┌──

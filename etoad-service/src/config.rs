// Service Configuration
// Layered settings: built-in defaults, an optional TOML file, then ETOAD_* environment variables
//
//   ETOAD_LOG_LEVEL=debug
//   ETOAD_SERVER__LISTEN_ADDR=0.0.0.0:50052
//   ETOAD_REGISTRY__RETENTION_SECS=0

use figment::{
    providers::{Env, Format, Serialized, Toml},
    Figment,
};
use serde::{Deserialize, Serialize};
use std::net::SocketAddr;
use std::path::{Path, PathBuf};
use std::time::Duration;
use thiserror::Error;

/// File read when no explicit path is given
pub const DEFAULT_CONFIG_FILE: &str = "etoad.toml";

pub const ENV_PREFIX: &str = "ETOAD_";

const LOG_LEVELS: [&str; 5] = ["trace", "debug", "info", "warn", "error"];

#[derive(Debug, Error)]
pub enum ConfigError {
    #[error("configuration load error: {0}")]
    Load(#[from] Box<figment::Error>),

    #[error("configuration validation error: {0}")]
    Validation(String),
}

impl From<figment::Error> for ConfigError {
    fn from(err: figment::Error) -> Self {
        ConfigError::Load(Box::new(err))
    }
}

#[derive(Debug, Clone, PartialEq, Serialize, Deserialize)]
#[serde(default)]
pub struct ServiceConfig {
    /// Fallback tracing filter when RUST_LOG is unset
    pub log_level: String,
    pub server: ServerConfig,
    pub registry: RegistryConfig,
    pub simulation: SimulationConfig,
}

#[derive(Debug, Clone, PartialEq, Serialize, Deserialize)]
#[serde(default)]
pub struct ServerConfig {
    pub listen_addr: SocketAddr,
    /// Base directory for relative job files
    pub protocol_dir: PathBuf,
}

#[derive(Debug, Clone, PartialEq, Serialize, Deserialize)]
#[serde(default)]
pub struct RegistryConfig {
    /// How long finished executions stay queryable (0 = forever)
    pub retention_secs: u64,
    pub prune_interval_secs: u64,
}

#[derive(Debug, Clone, PartialEq, Serialize, Deserialize)]
#[serde(default)]
pub struct SimulationConfig {
    /// Intermediate payloads emitted per measurement step
    pub payloads_per_step: u32,
    /// Delay before each payload
    pub step_delay_ms: u64,
    /// JSON/YAML mapping of technique -> analysis outputs
    pub outputs_file: Option<PathBuf>,
    /// Techniques the simulated instrument accepts; empty accepts any
    pub techniques: Vec<String>,
}

impl Default for ServiceConfig {
    fn default() -> Self {
        Self {
            log_level: "info".to_string(),
            server: ServerConfig::default(),
            registry: RegistryConfig::default(),
            simulation: SimulationConfig::default(),
        }
    }
}

impl Default for ServerConfig {
    fn default() -> Self {
        Self {
            listen_addr: SocketAddr::from(([0, 0, 0, 0, 0, 0, 0, 1], 50052)),
            protocol_dir: PathBuf::from("."),
        }
    }
}

impl Default for RegistryConfig {
    fn default() -> Self {
        Self {
            retention_secs: 3600,
            prune_interval_secs: 60,
        }
    }
}

impl Default for SimulationConfig {
    fn default() -> Self {
        Self {
            payloads_per_step: 3,
            step_delay_ms: 50,
            outputs_file: None,
            techniques: Vec::new(),
        }
    }
}

impl ServiceConfig {
    /// Load from `path`, or from `etoad.toml` in the working directory when it exists
    pub fn load(path: Option<&Path>) -> Result<Self, ConfigError> {
        let path = path.unwrap_or(Path::new(DEFAULT_CONFIG_FILE));
        Self::figment(path).extract::<Self>()?.validated()
    }

    /// Defaults, then the TOML file (skipped when absent), then the environment
    pub fn figment(path: &Path) -> Figment {
        Figment::from(Serialized::defaults(ServiceConfig::default()))
            .merge(Toml::file(path))
            .merge(Env::prefixed(ENV_PREFIX).split("__"))
    }

    pub fn validated(self) -> Result<Self, ConfigError> {
        self.validate()?;
        Ok(self)
    }

    pub fn validate(&self) -> Result<(), ConfigError> {
        if !LOG_LEVELS.contains(&self.log_level.to_lowercase().as_str()) {
            return Err(ConfigError::Validation(format!(
                "invalid log_level '{}', expected one of: {}",
                self.log_level,
                LOG_LEVELS.join(", ")
            )));
        }

        if self.registry.retention_secs > 0 && self.registry.prune_interval_secs == 0 {
            return Err(ConfigError::Validation(
                "registry.prune_interval_secs must be positive when retention is enabled"
                    .to_string(),
            ));
        }

        Ok(())
    }
}

impl RegistryConfig {
    /// `None` keeps finished executions forever
    pub fn retention(&self) -> Option<Duration> {
        (self.retention_secs > 0).then(|| Duration::from_secs(self.retention_secs))
    }

    pub fn prune_interval(&self) -> Duration {
        Duration::from_secs(self.prune_interval_secs.max(1))
    }
}

impl SimulationConfig {
    pub fn step_delay(&self) -> Duration {
        Duration::from_millis(self.step_delay_ms)
    }
}
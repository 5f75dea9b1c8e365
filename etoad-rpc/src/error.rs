use thiserror::Error;
use tonic::Code;

pub type RpcResult<T> = Result<T, RpcError>;

#[derive(Debug, Error)]
pub enum RpcError {
    #[error("not found: {0}")]
    NotFound(String),

    #[error("invalid request: {0}")]
    InvalidArgument(String),

    #[error("unavailable: {0}")]
    Unavailable(String),

    #[error("malformed response: {0}")]
    Malformed(String),

    #[error("transport error: {0}")]
    Transport(#[from] tonic::transport::Error),

    #[error("server error: {0}")]
    Status(tonic::Status),
}

impl RpcError {
    /// The job exists but has no result yet
    pub fn is_unavailable(&self) -> bool {
        matches!(self, RpcError::Unavailable(_))
    }
}

impl From<tonic::Status> for RpcError {
    fn from(status: tonic::Status) -> Self {
        let message = status.message().to_string();
        match status.code() {
            Code::NotFound => RpcError::NotFound(message),
            Code::InvalidArgument => RpcError::InvalidArgument(message),
            Code::Unavailable => RpcError::Unavailable(message),
            _ => RpcError::Status(status),
        }
    }
}
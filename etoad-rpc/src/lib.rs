pub mod client;
pub mod error;

pub use client::{EtoadRpcClient, JobListing, DEFAULT_ENDPOINT};
pub use error::{RpcError, RpcResult};

// Re-export types needed by clients
pub use etoad_service::{ExecutionInfo, ExecutionStatus, IntermediatePayload};
pub use etoad_service;
impl DocumentReader<'_> {
    fn protocol(&self, document: &Json) -> ParseResult<ProtocolDefinition> {
        let root = document.as_object().ok_or_else(|| {
            ParseError::new(
                ParseErrorKind::InvalidSchema,
                "protocol document must be a mapping",
            )
        })?;

        let missing: Vec<&str> = REQUIRED_KEYS
            .iter()
            .copied()
            .filter(|key| !root.contains_key(*key))
            .collect();
        if !missing.is_empty() {
            return Err(ParseError::new(
                ParseErrorKind::MissingField,
                format!("missing required key(s): {}", missing.join(", ")),
            )
            .with_suggestion(format!("a protocol needs: {}", REQUIRED_KEYS.join(", "))));
        }

        let name = self.string(root, "Protocol Name")?;
        let settings = self.settings(root)?;
        let steps = self.steps(&root["Steps"])?;
        self.check_references(&steps)?;

        Ok(ProtocolDefinition {
            name,
            settings,
            steps,
        })
    }

    fn settings(&self, root: &Map<String, Json>) -> ParseResult<RunSettings> {
        let wash = root["Wash"].as_object().ok_or_else(|| {
            self.schema_error("'Wash' must be a mapping", "\"Wash\"")
        })?;

        Ok(RunSettings {
            sample_volume: self.number(root, "Sample Volume")?,
            total_volume: self.number(root, "Total Volume")?,
            discard_sample: self.boolean(root, "Discard Sample")?,
            purge: self.number(root, "Purge")?,
            wash: WashSettings {
                wash_volume: self.optional_number(wash, "wash_volume")?.unwrap_or(5.0),
                washing_cycles: self.optional_count(wash, "washing_cycles")?.unwrap_or(3),
            },
        })
    }

    fn steps(&self, steps: &Json) -> ParseResult<Vec<StepSpec>> {
        let named: Vec<(String, &Map<String, Json>)> = match steps {
            Json::Object(map) => {
                let mut seen = HashSet::new();
                if let Some(name) = self.declared.iter().find(|name| !seen.insert(name.as_str())) {
                    let needle = if self.source.contains(&quoted(name)) {
                        quoted(name)
                    } else {
                        format!("{}:", name)
                    };
                    return Err(self.duplicate_step(name, &needle));
                }
                map
                .iter()
                .map(|(name, spec)| {
                    spec.as_object()
                        .map(|obj| (name.clone(), obj))
                        .ok_or_else(|| {
                            self.schema_error(
                                format!("step '{}' must be a mapping", name),
                                &quoted(name),
                            )
                        })
                })
                .collect::<ParseResult<_>>()?
            }
            Json::Array(items) => items
                .iter()
                .enumerate()
                .map(|(i, spec)| {
                    let obj = spec.as_object().ok_or_else(|| {
                        ParseError::new(
                            ParseErrorKind::InvalidSchema,
                            format!("step #{} must be a mapping", i + 1),
                        )
                    })?;
                    let name = obj.get("name").and_then(Json::as_str).ok_or_else(|| {
                        ParseError::new(
                            ParseErrorKind::MissingField,
                            format!("step #{} has no 'name'", i + 1),
                        )
                        .with_suggestion("steps given as a list need a \"name\" field")
                    })?;
                    Ok((name.to_string(), obj))
                })
                .collect::<ParseResult<_>>()?,
            _ => {
                return Err(self.schema_error(
                    "'Steps' must be a mapping or a list",
                    "\"Steps\"",
                ))
            }
        };

        if named.is_empty() {
            return Err(ParseError::new(
                ParseErrorKind::EmptyProtocol,
                "protocol has no steps",
            ));
        }

        let mut seen = HashSet::new();
        let mut specs = Vec::with_capacity(named.len());
        for (name, obj) in named {
            if !seen.insert(name.clone()) {
                return Err(self.duplicate_step(&name, &format!("\"name\": \"{}\"", name)));
            }
            specs.push(self.step(name, obj)?);
        }

        Ok(specs)
    }

    fn step(&self, name: String, obj: &Map<String, Json>) -> ParseResult<StepSpec> {
        let task = match obj.get("task") {
            None => TaskKind::Measure,
            Some(Json::String(task)) => TaskKind::parse(task).ok_or_else(|| {
                self.schema_error(
                    format!("step '{}' has unknown task '{}'", name, task),
                    &quoted(task),
                )
                .with_suggestion("task must be \"measure\" or \"dilute\"")
            })?,
            Some(_) => {
                return Err(self.schema_error(
                    format!("step '{}': 'task' must be a string", name),
                    &quoted(&name),
                ))
            }
        };

        let technique = match (obj.get("technique"), task) {
            (Some(Json::String(t)), _) => t.clone(),
            (None, TaskKind::Dilute) => String::new(),
            (None, TaskKind::Measure) => {
                return Err(ParseError::new(
                    ParseErrorKind::MissingField,
                    format!("measurement step '{}' has no 'technique'", name),
                )
                .located(self.source, &quoted(&name)))
            }
            (Some(_), _) => {
                return Err(self.schema_error(
                    format!("step '{}': 'technique' must be a string", name),
                    &quoted(&name),
                ))
            }
        };

        let mut parameters = match obj.get("parameters") {
            None | Some(Json::Null) => ParameterMap::new(),
            Some(Json::Object(map)) => map
                .iter()
                .map(|(k, v)| (k.clone(), Value::from(v.clone())))
                .collect(),
            Some(_) => {
                return Err(self.schema_error(
                    format!("step '{}': 'parameters' must be a mapping", name),
                    &quoted(&name),
                ))
            }
        };
        for key in INLINE_PARAMETER_KEYS {
            if let Some(value) = obj.get(key) {
                parameters.insert(key.to_string(), Value::from(value.clone()));
            }
        }

        let update_rules = match obj.get("update_parameters") {
            None | Some(Json::Null) => Vec::new(),
            Some(Json::Array(rules)) => rules
                .iter()
                .map(|rule| self.update_rule(&name, rule))
                .collect::<ParseResult<_>>()?,
            Some(_) => {
                return Err(self.schema_error(
                    format!("step '{}': 'update_parameters' must be a list", name),
                    &quoted(&name),
                ))
            }
        };

        let analysis = obj
            .get("analysis_settings")
            .cloned()
            .map(Value::from)
            .unwrap_or(Value::Null);

        Ok(StepSpec {
            name,
            task,
            technique,
            parameters,
            update_rules,
            analysis,
        })
    }

    fn update_rule(&self, step: &str, rule: &Json) -> ParseResult<ParameterUpdateRule> {
        let obj = rule.as_object().ok_or_else(|| {
            self.schema_error(
                format!("step '{}': each update_parameters entry must be a mapping", step),
                &quoted(step),
            )
        })?;

        let field = |key: &str| -> ParseResult<String> {
            obj.get(key)
                .and_then(Json::as_str)
                .map(str::to_string)
                .ok_or_else(|| {
                    ParseError::new(
                        ParseErrorKind::MissingField,
                        format!("step '{}': update rule needs a string '{}'", step, key),
                    )
                    .located(self.source, &quoted(step))
                })
        };

        let target = field("parameter")?;
        let source_step = field("from measurement")?;
        let source_key = field("key")?;

        let selection = match (obj.get("filters"), obj.get("selection")) {
            (None, None) => None,
            (filters, Some(selection)) => Some(self.selection(step, filters, selection)?),
            (Some(_), None) => {
                return Err(ParseError::new(
                    ParseErrorKind::MissingField,
                    format!(
                        "step '{}': rule for '{}' has filters but no selection",
                        step, target
                    ),
                )
                .located(self.source, &quoted(&target))
                .with_suggestion(
                    "add \"selection\": {\"key\": ..., \"operation\": \"max(x)\"}",
                ))
            }
        };

        Ok(ParameterUpdateRule {
            target,
            source_step,
            source_key,
            selection,
        })
    }

    fn selection(
        &self,
        step: &str,
        filters: Option<&Json>,
        selection: &Json,
    ) -> ParseResult<SelectionExpression> {
        let filters = match filters {
            None | Some(Json::Null) => Vec::new(),
            Some(Json::Array(items)) => items
                .iter()
                .map(|f| {
                    let (key, predicate) = self.clause(step, f)?;
                    Ok(FilterClause { key, predicate })
                })
                .collect::<ParseResult<_>>()?,
            Some(_) => {
                return Err(self.schema_error(
                    format!("step '{}': 'filters' must be a list", step),
                    "\"filters\"",
                ))
            }
        };

        let (key, aggregator) = self.clause(step, selection)?;
        Ok(SelectionExpression {
            filters,
            pick: PickClause { key, aggregator },
        })
    }

    /// `{ "key": ..., "operation": ... }` with a compiled operation
    fn clause(&self, step: &str, clause: &Json) -> ParseResult<(String, Expression)> {
        let key = clause.get("key").and_then(Json::as_str);
        let operation = clause.get("operation").and_then(Json::as_str);
        let (Some(key), Some(operation)) = (key, operation) else {
            return Err(ParseError::new(
                ParseErrorKind::MissingField,
                format!("step '{}': clauses need string 'key' and 'operation'", step),
            )
            .located(self.source, &quoted(step)));
        };

        let expression = Expression::compile(operation).map_err(|e| {
            ParseError::new(
                ParseErrorKind::ExpressionError,
                format!("step '{}': invalid expression '{}': {}", step, operation, e),
            )
            .located(self.source, operation)
        })?;

        Ok((key.to_string(), expression))
    }

    /// Every rule must name a step that comes before the owning step
    fn check_references(&self, steps: &[StepSpec]) -> ParseResult<()> {
        for (index, step) in steps.iter().enumerate() {
            for rule in &step.update_rules {
                match steps.iter().position(|s| s.name == rule.source_step) {
                    Some(source) if source < index => {}
                    Some(_) => {
                        return Err(ParseError::new(
                            ParseErrorKind::ForwardReference,
                            format!(
                                "step '{}' takes '{}' from '{}', which does not run before it",
                                step.name, rule.target, rule.source_step
                            ),
                        )
                        .located(self.source, &quoted(&rule.source_step))
                        .with_suggestion("update rules may only use outputs of earlier steps"))
                    }
                    None => {
                        let known: Vec<&str> = steps[..index].iter().map(|s| s.name.as_str()).collect();
                        let mut err = ParseError::new(
                            ParseErrorKind::UnknownStep,
                            format!(
                                "step '{}' references unknown step '{}'",
                                step.name, rule.source_step
                            ),
                        )
                        .located(self.source, &quoted(&rule.source_step));
                        if !known.is_empty() {
                            err = err.with_suggestion(format!(
                                "earlier steps are: {}",
                                known.join(", ")
                            ));
                        }
                        return Err(err);
                    }
                }
            }
        }
        Ok(())
    }

    fn string(&self, obj: &Map<String, Json>, key: &str) -> ParseResult<String> {
        obj[key]
            .as_str()
            .map(str::to_string)
            .ok_or_else(|| self.schema_error(format!("'{}' must be a string", key), &quoted(key)))
    }

    fn number(&self, obj: &Map<String, Json>, key: &str) -> ParseResult<f64> {
        obj[key]
            .as_f64()
            .ok_or_else(|| self.schema_error(format!("'{}' must be a number", key), &quoted(key)))
    }

    fn optional_number(&self, obj: &Map<String, Json>, key: &str) -> ParseResult<Option<f64>> {
        match obj.get(key) {
            None => Ok(None),
            Some(v) => v.as_f64().map(Some).ok_or_else(|| {
                self.schema_error(format!("'{}' must be a number", key), &quoted(key))
            }),
        }
    }

    /// A non-negative whole number that fits in `u32`
    fn optional_count(&self, obj: &Map<String, Json>, key: &str) -> ParseResult<Option<u32>> {
        match obj.get(key) {
            None => Ok(None),
            Some(v) => v
                .as_u64()
                .and_then(|n| u32::try_from(n).ok())
                .or_else(|| {
                    v.as_f64()
                        .filter(|n| n.fract() == 0.0 && *n >= 0.0 && *n <= f64::from(u32::MAX))
                        .map(|n| n as u32)
                })
                .map(Some)
                .ok_or_else(|| {
                    self.schema_error(
                        format!("'{}' must be a non-negative whole number", key),
                        &quoted(key),
                    )
                }),
        }
    }

    fn boolean(&self, obj: &Map<String, Json>, key: &str) -> ParseResult<bool> {
        obj[key]
            .as_bool()
            .ok_or_else(|| self.schema_error(format!("'{}' must be true or false", key), &quoted(key)))
    }

    fn duplicate_step(&self, name: &str, needle: &str) -> ParseError {
        ParseError::new(
            ParseErrorKind::DuplicateStep,
            format!("step '{}' is defined more than once", name),
        )
        .located(self.source, needle)
        .with_suggestion("step names must be unique within a protocol")
    }

    fn schema_error(&self, message: impl Into<String>, needle: &str) -> ParseError {
        let error = ParseError::new(ParseErrorKind::InvalidSchema, message);
        // YAML keys are usually unquoted
        if self.source.contains(needle) {
            error.located(self.source, needle)
        } else {
            error.located(self.source, needle.trim_matches('"'))
        }
    }
}
// Expression Engine
// Filter predicates and pick aggregators over analysis output fields

pub mod evaluator;
pub mod functions;
pub mod lexer;
pub mod parser;

pub use evaluator::{EvalError, Evaluator, BOUND_VARIABLE};
pub use functions::{BuiltinFunctions, FunctionSpec, NativeFn};
pub use lexer::{LexError, Lexer, Token};
pub use parser::{BinaryOp, Expr, ExprError, ExprParser, UnaryOp};

use crate::protocol::Value;

use std::fmt;

/// A parsed and checked expression, ready to evaluate against `x`
#[derive(Debug, Clone, PartialEq)]
pub struct Expression {
    source: String,
    ast: Expr,
}

impl Expression {
    /// Parse `source` and check it only uses `x` and known functions
    pub fn compile(source: &str) -> Result<Self, ExprError> {
        Self::compile_with(source, BuiltinFunctions::standard())
    }

    pub fn compile_with(source: &str, functions: &BuiltinFunctions) -> Result<Self, ExprError> {
        let ast = ExprParser::parse_str(source)?;
        check(&ast, source, functions)?;
        Ok(Self {
            source: source.to_string(),
            ast,
        })
    }

    pub fn source(&self) -> &str {
        &self.source
    }

    pub fn ast(&self) -> &Expr {
        &self.ast
    }

    pub fn eval(&self, x: &Value) -> Result<Value, EvalError> {
        Evaluator::new(x).eval(&self.ast)
    }

    pub fn eval_with(&self, x: &Value, functions: &BuiltinFunctions) -> Result<Value, EvalError> {
        Evaluator::with_functions(x, functions).eval(&self.ast)
    }
}

impl fmt::Display for Expression {
    fn fmt(&self, f: &mut fmt::Formatter<'_>) -> fmt::Result {
        write!(f, "{}", self.source)
    }
}

fn check(ast: &Expr, source: &str, functions: &BuiltinFunctions) -> Result<(), ExprError> {
    let mut problem: Option<ExprError> = None;

    ast.walk(&mut |node| {
        if problem.is_some() {
            return;
        }
        match node {
            Expr::Variable(name) if name != BOUND_VARIABLE => {
                problem = Some(ExprError::new(
                    format!("unknown variable '{}', only '{}' is bound", name, BOUND_VARIABLE),
                    source.find(name.as_str()).unwrap_or(0),
                ));
            }
            Expr::FunctionCall { name, args } => {
                let position = source.find(name.as_str()).unwrap_or(0);
                match functions.get(name) {
                    None => {
                        problem = Some(ExprError::new(
                            format!("unknown function '{}'", name),
                            position,
                        ));
                    }
                    Some(spec) if !spec.accepts(args.len()) => {
                        problem = Some(ExprError::new(
                            format!("{}() does not take {} argument(s)", name, args.len()),
                            position,
                        ));
                    }
                    Some(_) => {}
                }
            }
            _ => {}
        }
    });

    match problem {
        Some(err) => Err(err),
        None => Ok(()),
    }
}

#[cfg(test)]
mod tests {
    use super::*;

    #[test]
    fn test_compile_and_eval() {
        let predicate = Expression::compile("x > -0.2").unwrap();
        assert_eq!(predicate.source(), "x > -0.2");
        assert_eq!(predicate.eval(&Value::Number(0.0)).unwrap(), Value::Bool(true));
    }

    #[test]
    fn test_unknown_variable_rejected() {
        let err = Expression::compile("x > y").unwrap_err();
        assert!(err.message.contains("unknown variable 'y'"));
        assert_eq!(err.position, 4);
    }

    #[test]
    fn test_unknown_function_rejected() {
        let err = Expression::compile("median(x)").unwrap_err();
        assert!(err.message.contains("unknown function 'median'"));
    }

    #[test]
    fn test_arity_checked_at_compile_time() {
        assert!(Expression::compile("abs(x, 1)").is_err());
        assert!(Expression::compile("max()").is_err());
        assert!(Expression::compile("max(x, 0)").is_ok());
    }

    #[test]
    fn test_custom_registry() {
        fn half(args: &[Value]) -> Result<Value, EvalError> {
            Ok(Value::Number(args[0].as_number().unwrap_or(0.0) / 2.0))
        }

        let mut functions = BuiltinFunctions::new();
        functions.register("half", 1, Some(1), half);

        let expr = Expression::compile_with("half(x)", &functions).unwrap();
        assert_eq!(
            expr.eval_with(&Value::Number(3.0), &functions).unwrap(),
            Value::Number(1.5)
        );
        assert!(Expression::compile("half(x)").is_err());
    }
}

└──

Task requirements
State the number of lines in the records that contain the string "target". Nothing else is needed.

Answer box
5